Alexander and Hanna had three daughters and one son. Mary (1809-1883) married John Robertson. Robert (1811-1852) married Martha Henry, Matilda (1813-1855) married Samuel McLaughlin, Margaret (1816-1893) married John Rosborough.
Alexander and Hanna's son Robert was born on October 2, 1811, on the Clarksburg farm. When he was twenty, he married Martha Henry. Martha's parents were Robert Henry and Martha McKesson Henry. Although Martha had no formal education, she was self-educated and became known as the "scholar of the family." Originally both Robert and Martha were members of the Covenanter Church in Clarksburg, which her father had been instrumental in founding as one of its first elders, when Clarksburg was still called Blacklegs. When her husband Robert started attending the newly formed Associate Reformed Presbyterian in West Union that his family had helped found, Martha continued to attend the Covenanter Church in Clarksburg. Only several years later, after the Covenanter Church in Clarksburg dissolved, did Martha start attending the West Union Church.

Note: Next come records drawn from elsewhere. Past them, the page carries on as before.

// ============================================================================
// Transport Interface
// Outbound delivery of pre-formatted messages to a chat channel
// ============================================================================

use crate::errors::TransportError;
use async_trait::async_trait;
use chrono::{DateTime, Utc};

/// A structured message ready for delivery
#[derive(Debug, Clone, PartialEq, Eq)]
pub struct OutboundMessage {
    pub title: String,
    /// RGB color, e.g. `0xff0000`
    pub color: u32,
    pub body: String,
    pub timestamp: DateTime<Utc>,
    pub thumbnail: Option<String>,
}

impl OutboundMessage {
    pub fn new(title: impl Into<String>, color: u32, body: impl Into<String>) -> Self {
        Self {
            title: title.into(),
            color,
            body: body.into(),
            timestamp: Utc::now(),
            thumbnail: None,
        }
    }

    /// Builder method: Set the timestamp
    pub fn at(mut self, timestamp: DateTime<Utc>) -> Self {
        self.timestamp = timestamp;
        self
    }

    /// Builder method: Set the thumbnail URL
    pub fn with_thumbnail(mut self, url: impl Into<String>) -> Self {
        self.thumbnail = Some(url.into());
        self
    }
}

/// Delivers messages; a failure means "retry next cycle"
#[async_trait]
pub trait Transport: Send + Sync {
    async fn send(&self, channel: &str, message: &OutboundMessage) -> Result<(), TransportError>;
}

/// Transport that only logs, for dry runs
pub struct LoggingTransport;

#[async_trait]
impl Transport for LoggingTransport {
    async fn send(&self, channel: &str, message: &OutboundMessage) -> Result<(), TransportError> {
        tracing::info!(channel, title = %message.title, body = %message.body, "outbound message");
        Ok(())
    }
}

A history of the Covenanter Church in Clarksburg lists several members of the Henry and Henderson family in its original 1831 roll: Robert Henry, Moses Thompson, David Henderson, Robert Henderson, Alexander Henderson, John Coleman, Robert Coleman, William Coleman, James Gray, Thomas Gailey, James Gailey, Miss Ann Gailey, John Henry, Mrs. Margaret Henry, Andrew McCreery, Samuel McCreery, Miss Jane McCreery, Daniel Euwer, Samuel Gilmore, Nancy White, John McCurdy, John Morrison, Thomas Gemmil, Miss Jane McKelvey, Mrs. Martha Smith, Nathan Douthett, Samuel Barr, Mrs. Francis Barr, John Kirkpatrick, Mrs. Kirkpartick and Mrs. Kimbal.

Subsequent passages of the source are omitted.